Randi Weingarten, president of the American Federation of Teachers, gave a speech yesterday in which she called for a two-year moratorium on the implementation of Common Core testing.
Common Core is a new standard for for teaching reading and math. Devised by a multi-state coalition and endorsed by the White House, it is set to be adopted by 45 states. That has the education establishment in turmoil.
Weingarten called this week for a time out:
Weingarten made clear that this is not about stopping the tests, it’s about decoupling the tests from decisions that could unfairly hurt students, teachers and schools. Right now, nationally and in New York, test scores may be used to determine if a student advances or is held back, to designate a school’s performance, to evaluate educators and even to decide school closures.
“The fact that the changes are being made nationwide without anything close to adequate preparation is a failure of leadership, a sign of a broken accountability system and, worse, an abdication of our responsibility to kids, particularly poor kids,” said Weingarten. “These standards, which hold such potential to create deeper learning, are instead creating a serious backlash as officials seek to make them count before they make them work. They will either lead to a revolution in teaching and learning, or they will end up in the overflowing dustbin of abandoned reforms.”
A recent AFT poll found that 75 percent of teachers support the new standards, but that they have not had enough time to understand them, put them into practice or share strategies with colleagues.
“Can you imagine doctors being expected to perform a new medical procedure without being trained in it or provided the necessary instruments—simply being told there may be some material on a website? Of course not, but that’s what’s happening right now with the Common Core.”
It’s not clear how long Weingarten thinks the moratorium should be. Notably, she also made a point in the speech of claiming the union wasn’t against Common Core. AFT teachers were involved in the creation of the new standards, Weingarten said. She also touted her union’s effort to train teachers in adopting the standards.
Education reform activist RiShawn Biddle offers some thoughts on Weingarten’s move on his website, Dropout Nation. He says she’s engaged in some Bill Clinton-style triangulation:
[Y]ou have to always remember that the AFT is first and foremost a teachers’ union, and it has no interest in backing anything for long if it has the potential to weaken its already-declining influence over education policy. This is especially true if it involves the use of objective student test score performance data in teacher evaluations and other efforts to end the shoddy teacher evaluation regimes (as well as near-lifetime employment privileges) that have helped make teaching one of the professions public sector or private insulated from any performance management (as well as justifies the union’s existence). The AFT is also loathe to continue supporting anything that threatens the grand bargain it (along with the National Education Association) has struck with Baby Boomers among the rank-and-file members under which they give the union carte blanch to do what it pleases so long as it stands stalwart for traditionalist thinking as well ensure that the profession is insulated from accountability. …

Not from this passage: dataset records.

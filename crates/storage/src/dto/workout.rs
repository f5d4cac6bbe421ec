use std::fmt;

use chrono::NaiveDate;
use serde::{Deserialize, Serialize};
use sqlx::FromRow;
use utoipa::ToSchema;
use validator::Validate;

use crate::models::WorkoutRecord;

pub const EXERCISES: [&str; 7] = [
    "Bench press",
    "Squat",
    "Deadlift",
    "Pull-up",
    "Push-up",
    "Treadmill",
    "Cycling",
];

/// Request payload for logging a workout
#[derive(Debug, Clone, Serialize, Deserialize, Validate, ToSchema)]
pub struct CreateWorkoutRequest {
    pub member_id: i64,

    #[validate(
        length(min = 1, max = 100, message = "Exercise is required"),
        custom(function = "super::validate_not_blank")
    )]
    pub exercise_name: String,

    #[validate(range(min = 1, max = 10))]
    pub sets: i64,

    #[validate(range(min = 1, max = 50))]
    pub reps: i64,

    #[validate(range(min = 0.0))]
    pub weight: f64,

    #[validate(range(min = 1))]
    pub duration: i64,

    #[validate(range(min = 0))]
    pub calories_burned: i64,

    pub date: NaiveDate,
}

/// Workout record joined with its member's name
#[derive(Debug, Clone, Serialize, Deserialize, FromRow, ToSchema)]
pub struct WorkoutRecordDetail {
    pub id: i64,
    pub member_id: i64,
    pub member_name: String,
    pub exercise_name: String,
    pub sets: i64,
    pub reps: i64,
    pub weight: f64,
    pub duration: i64,
    pub calories_burned: i64,
    pub date: NaiveDate,
}

#[derive(Debug, Clone, PartialEq, Eq, Serialize, Deserialize, FromRow, ToSchema)]
pub struct DailyCalories {
    pub date: NaiveDate,
    pub calories: i64,
}

#[derive(Debug, Clone, PartialEq, Eq, Serialize, Deserialize, FromRow, ToSchema)]
pub struct ExerciseCount {
    pub exercise_name: String,
    pub count: i64,
}

/// Everything the workout view charts for one member
#[derive(Debug, Clone, Serialize, Deserialize, ToSchema)]
pub struct MemberActivity {
    pub workouts: Vec<WorkoutRecord>,
    pub daily_calories: Vec<DailyCalories>,
    pub exercise_frequency: Vec<ExerciseCount>,
}

/// Per-exercise aggregate over a member's recent window
#[derive(Debug, Clone, PartialEq, FromRow)]
pub struct ExerciseStat {
    pub exercise_name: String,
    pub avg_weight: Option<f64>,
    pub frequency: i64,
}

#[derive(Debug, Clone, PartialEq, Serialize, Deserialize, ToSchema)]
#[serde(tag = "kind", rename_all = "snake_case")]
pub enum WorkoutRecommendation {
    /// Fixed starter suggestion for members without recent history
    Beginner {
        exercise_name: String,
        prescription: String,
    },
    /// Progressive overload on an exercise the member already does
    Progression {
        exercise_name: String,
        weight_kg: i64,
        sets: u32,
        reps_min: u32,
        reps_max: u32,
    },
}

impl fmt::Display for WorkoutRecommendation {
    fn fmt(&self, f: &mut fmt::Formatter<'_>) -> fmt::Result {
        match self {
            Self::Beginner {
                exercise_name,
                prescription,
            } => write!(f, "Beginner: {exercise_name} {prescription}"),
            Self::Progression {
                exercise_name,
                weight_kg,
                sets,
                reps_min,
                reps_max,
            } => write!(
                f,
                "{exercise_name}: {weight_kg}kg, {sets} sets of {reps_min}-{reps_max} reps"
            ),
        }
    }
}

The reality is that Weingarten is doing nothing more than what traditionalist-minded school leaders such as Montgomery County, Md., Supt. Joshua Starr are seeking: Halting any effort to hold districts, teachers, and school leaders accountable for success or failure in improving student achievement. After all, the new Common Core exams are being launched just as states are launching new teacher evaluations that require objective student test score growth data on those exams to account for at least 20 percent of (and sometimes, as much as half) of the overall performance reviews. The fear that declines in student performance on the exams will adversely impact evaluations is largely overblown. But the reality is that the new evaluation systems will likely lead to more teachers being sacked. This doesn’t help the AFT’s bottom line or its effort to preserve influence.